//! Tri-state attribute values
//!
//! Every configuration, plan or state attribute is either `Null` (not supplied),
//! `Unknown` (supplied but only computed during apply) or `Known`. Providers decode
//! raw [`Dynamic`] trees into typed models built from [`Value<T>`] fields and encode
//! them back before handing state to the host runtime.
//!
//! Collections are tri-state twice: `Value<Vec<Value<String>>>` distinguishes a
//! null list from a list holding a null element.

use crate::schema::AttributeType;
use crate::types::{AttributePath, Diagnostic, Diagnostics, Dynamic};
use std::collections::HashMap;

/// Tri-state attribute value
#[derive(Debug, Clone, PartialEq)]
pub enum Value<T> {
    Null,
    Unknown,
    Known(T),
}

impl<T> Value<T> {
    pub fn null() -> Self {
        Value::Null
    }

    pub fn unknown() -> Self {
        Value::Unknown
    }

    pub fn known(value: T) -> Self {
        Value::Known(value)
    }

    /// `Some` becomes `Known`, `None` becomes `Null`
    pub fn from_option(value: Option<T>) -> Self {
        match value {
            Some(v) => Value::Known(v),
            None => Value::Null,
        }
    }

    pub fn is_null(&self) -> bool {
        matches!(self, Value::Null)
    }

    pub fn is_unknown(&self) -> bool {
        matches!(self, Value::Unknown)
    }

    pub fn is_known(&self) -> bool {
        matches!(self, Value::Known(_))
    }

    pub fn is_null_or_unknown(&self) -> bool {
        !self.is_known()
    }

    pub fn as_known(&self) -> Option<&T> {
        match self {
            Value::Known(v) => Some(v),
            _ => None,
        }
    }

    /// Null and Unknown both collapse to `None`
    pub fn into_option(self) -> Option<T> {
        match self {
            Value::Known(v) => Some(v),
            _ => None,
        }
    }

    pub fn map<U, F>(self, f: F) -> Value<U>
    where
        F: FnOnce(T) -> U,
    {
        match self {
            Value::Null => Value::Null,
            Value::Unknown => Value::Unknown,
            Value::Known(v) => Value::Known(f(v)),
        }
    }

    pub fn as_ref(&self) -> Value<&T> {
        match self {
            Value::Null => Value::Null,
            Value::Unknown => Value::Unknown,
            Value::Known(v) => Value::Known(v),
        }
    }
}

impl<T> Default for Value<T> {
    fn default() -> Self {
        Value::Null
    }
}

impl<T> From<Option<T>> for Value<T> {
    fn from(value: Option<T>) -> Self {
        Value::from_option(value)
    }
}

/// Decode a typed value out of a raw [`Dynamic`]
pub trait FromDynamic: Sized {
    fn from_dynamic(value: &Dynamic, path: &AttributePath) -> Result<Self, Diagnostics>;
}

/// Encode a typed value into a raw [`Dynamic`]
pub trait ToDynamic {
    fn to_dynamic(&self) -> Dynamic;
}

/// Object models describe the attribute types they encode to
pub trait ObjectType {
    fn attribute_types() -> HashMap<String, AttributeType>;

    fn object_type() -> AttributeType {
        AttributeType::Object(Self::attribute_types())
    }
}

fn mismatch(path: &AttributePath, expected: &str, actual: &Dynamic) -> Diagnostics {
    Diagnostic::error(
        "Value Conversion Error",
        format!("expected {}, got {}", expected, actual.type_name()),
    )
    .with_attribute(path.clone())
    .into()
}

impl FromDynamic for String {
    fn from_dynamic(value: &Dynamic, path: &AttributePath) -> Result<Self, Diagnostics> {
        match value {
            Dynamic::String(s) => Ok(s.clone()),
            other => Err(mismatch(path, "string", other)),
        }
    }
}

impl ToDynamic for String {
    fn to_dynamic(&self) -> Dynamic {
        Dynamic::String(self.clone())
    }
}

impl FromDynamic for i64 {
    fn from_dynamic(value: &Dynamic, path: &AttributePath) -> Result<Self, Diagnostics> {
        match value {
            Dynamic::Number(n) if n.fract() == 0.0 => Ok(*n as i64),
            Dynamic::Number(n) => Err(Diagnostic::error(
                "Value Conversion Error",
                format!("expected a whole number, got {}", n),
            )
            .with_attribute(path.clone())
            .into()),
            other => Err(mismatch(path, "number", other)),
        }
    }
}

impl ToDynamic for i64 {
    fn to_dynamic(&self) -> Dynamic {
        Dynamic::Number(*self as f64)
    }
}

impl FromDynamic for f64 {
    fn from_dynamic(value: &Dynamic, path: &AttributePath) -> Result<Self, Diagnostics> {
        match value {
            Dynamic::Number(n) => Ok(*n),
            other => Err(mismatch(path, "number", other)),
        }
    }
}

impl ToDynamic for f64 {
    fn to_dynamic(&self) -> Dynamic {
        Dynamic::Number(*self)
    }
}

impl FromDynamic for bool {
    fn from_dynamic(value: &Dynamic, path: &AttributePath) -> Result<Self, Diagnostics> {
        match value {
            Dynamic::Bool(b) => Ok(*b),
            other => Err(mismatch(path, "bool", other)),
        }
    }
}

impl ToDynamic for bool {
    fn to_dynamic(&self) -> Dynamic {
        Dynamic::Bool(*self)
    }
}

impl<T: FromDynamic> FromDynamic for Vec<T> {
    fn from_dynamic(value: &Dynamic, path: &AttributePath) -> Result<Self, Diagnostics> {
        let items = match value {
            Dynamic::List(items) => items,
            other => return Err(mismatch(path, "list", other)),
        };

        let mut diagnostics = Diagnostics::new();
        let mut decoded = Vec::with_capacity(items.len());
        for (i, item) in items.iter().enumerate() {
            match T::from_dynamic(item, &path.clone().index(i as i64)) {
                Ok(v) => decoded.push(v),
                Err(d) => diagnostics.extend(d),
            }
        }

        if diagnostics.has_errors() {
            return Err(diagnostics);
        }
        Ok(decoded)
    }
}

impl<T: ToDynamic> ToDynamic for Vec<T> {
    fn to_dynamic(&self) -> Dynamic {
        Dynamic::List(self.iter().map(ToDynamic::to_dynamic).collect())
    }
}

impl<T: FromDynamic> FromDynamic for Value<T> {
    fn from_dynamic(value: &Dynamic, path: &AttributePath) -> Result<Self, Diagnostics> {
        match value {
            Dynamic::Null => Ok(Value::Null),
            Dynamic::Unknown => Ok(Value::Unknown),
            other => T::from_dynamic(other, path).map(Value::Known),
        }
    }
}

impl<T: ToDynamic> ToDynamic for Value<T> {
    fn to_dynamic(&self) -> Dynamic {
        match self {
            Value::Null => Dynamic::Null,
            Value::Unknown => Dynamic::Unknown,
            Value::Known(v) => v.to_dynamic(),
        }
    }
}

impl ToDynamic for Dynamic {
    fn to_dynamic(&self) -> Dynamic {
        self.clone()
    }
}

impl FromDynamic for Dynamic {
    fn from_dynamic(value: &Dynamic, _path: &AttributePath) -> Result<Self, Diagnostics> {
        Ok(value.clone())
    }
}

/// Reads the attributes of an object one at a time, collecting every decode failure
pub struct ObjectReader<'a> {
    attributes: &'a HashMap<String, Dynamic>,
    path: AttributePath,
    diagnostics: Diagnostics,
}

impl<'a> ObjectReader<'a> {
    pub fn new(value: &'a Dynamic, path: &AttributePath) -> Result<Self, Diagnostics> {
        match value {
            Dynamic::Map(attributes) => Ok(Self {
                attributes,
                path: path.clone(),
                diagnostics: Diagnostics::new(),
            }),
            other => Err(mismatch(path, "object", other)),
        }
    }

    /// Missing attributes decode as Null; failures are recorded and also yield Null
    pub fn get<T: FromDynamic>(&mut self, name: &str) -> Value<T> {
        let attr_path = self.path.clone().attribute(name);
        match self.attributes.get(name) {
            None => Value::Null,
            Some(raw) => match Value::<T>::from_dynamic(raw, &attr_path) {
                Ok(v) => v,
                Err(d) => {
                    self.diagnostics.extend(d);
                    Value::Null
                }
            },
        }
    }

    pub fn path(&self) -> &AttributePath {
        &self.path
    }

    pub fn finish<T>(self, model: T) -> Result<T, Diagnostics> {
        if self.diagnostics.has_errors() {
            return Err(self.diagnostics);
        }
        Ok(model)
    }
}

/// Builds an object value attribute by attribute
#[derive(Debug, Default)]
pub struct ObjectWriter {
    attributes: HashMap<String, Dynamic>,
}

impl ObjectWriter {
    pub fn new() -> Self {
        Self::default()
    }

    pub fn set<T: ToDynamic>(mut self, name: &str, value: &T) -> Self {
        self.attributes.insert(name.to_string(), value.to_dynamic());
        self
    }

    pub fn build(self) -> Dynamic {
        Dynamic::Map(self.attributes)
    }
}

/// Checks that a raw value conforms to a declared attribute type
pub fn check_type(
    expected: &AttributeType,
    value: &Dynamic,
    path: &AttributePath,
) -> Result<(), Diagnostics> {
    if value.is_null() || value.is_unknown() {
        return Ok(());
    }

    let type_error = |detail: String| -> Diagnostics {
        Diagnostic::error("Attribute Type Mismatch", detail)
            .with_attribute(path.clone())
            .into()
    };

    match (expected, value) {
        (AttributeType::String, Dynamic::String(_))
        | (AttributeType::Number, Dynamic::Number(_))
        | (AttributeType::Bool, Dynamic::Bool(_)) => Ok(()),
        (AttributeType::List(element), Dynamic::List(items))
        | (AttributeType::Set(element), Dynamic::List(items)) => {
            let mut diagnostics = Diagnostics::new();
            for (i, item) in items.iter().enumerate() {
                if let Err(d) = check_type(element, item, &path.clone().index(i as i64)) {
                    diagnostics.extend(d);
                }
            }
            if diagnostics.has_errors() {
                Err(diagnostics)
            } else {
                Ok(())
            }
        }
        (AttributeType::Map(element), Dynamic::Map(entries)) => {
            let mut diagnostics = Diagnostics::new();
            for (key, item) in entries {
                if let Err(d) = check_type(element, item, &path.clone().key(key)) {
                    diagnostics.extend(d);
                }
            }
            if diagnostics.has_errors() {
                Err(diagnostics)
            } else {
                Ok(())
            }
        }
        (AttributeType::Object(types), Dynamic::Map(attributes)) => {
            let mut diagnostics = Diagnostics::new();
            for name in attributes.keys() {
                if !types.contains_key(name) {
                    diagnostics.extend(type_error(format!(
                        "value carries attribute \"{}\" that the object type does not declare",
                        name
                    )));
                }
            }
            for (name, attribute_type) in types {
                match attributes.get(name) {
                    None => diagnostics.extend(type_error(format!(
                        "object type declares attribute \"{}\" that the value does not carry",
                        name
                    ))),
                    Some(item) => {
                        if let Err(d) = check_type(attribute_type, item, &path.clone().attribute(name))
                        {
                            diagnostics.extend(d);
                        }
                    }
                }
            }
            if diagnostics.has_errors() {
                Err(diagnostics)
            } else {
                Ok(())
            }
        }
        (expected, actual) => Err(type_error(format!(
            "expected {}, got {}",
            expected.type_name(),
            actual.type_name()
        ))),
    }
}

/// Encodes an object model and checks it against its declared attribute types
pub fn object_value_from<T: ToDynamic + ObjectType>(
    model: &T,
    path: &AttributePath,
) -> Result<Dynamic, Diagnostics> {
    let value = model.to_dynamic();
    check_type(&T::object_type(), &value, path)?;
    Ok(value)
}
------------------------------------
Only one stretch of the data above is needed. Restate it word for word, from the line containing "impl<T: FromDynamic> FromDynamic for Vec<T>" through the line containing "impl<T: FromDynamic> FromDynamic for Value<T>", both ends included.

* RESULT *
impl<T: FromDynamic> FromDynamic for Vec<T> {
    fn from_dynamic(value: &Dynamic, path: &AttributePath) -> Result<Self, Diagnostics> {
        let items = match value {
            Dynamic::List(items) => items,
            other => return Err(mismatch(path, "list", other)),
        };

        let mut diagnostics = Diagnostics::new();
        let mut decoded = Vec::with_capacity(items.len());
        for (i, item) in items.iter().enumerate() {
            match T::from_dynamic(item, &path.clone().index(i as i64)) {
                Ok(v) => decoded.push(v),
                Err(d) => diagnostics.extend(d),
            }
        }

        if diagnostics.has_errors() {
            return Err(diagnostics);
        }
        Ok(decoded)
    }
}

impl<T: ToDynamic> ToDynamic for Vec<T> {
    fn to_dynamic(&self) -> Dynamic {
        Dynamic::List(self.iter().map(ToDynamic::to_dynamic).collect())
    }
}

impl<T: FromDynamic> FromDynamic for Value<T> {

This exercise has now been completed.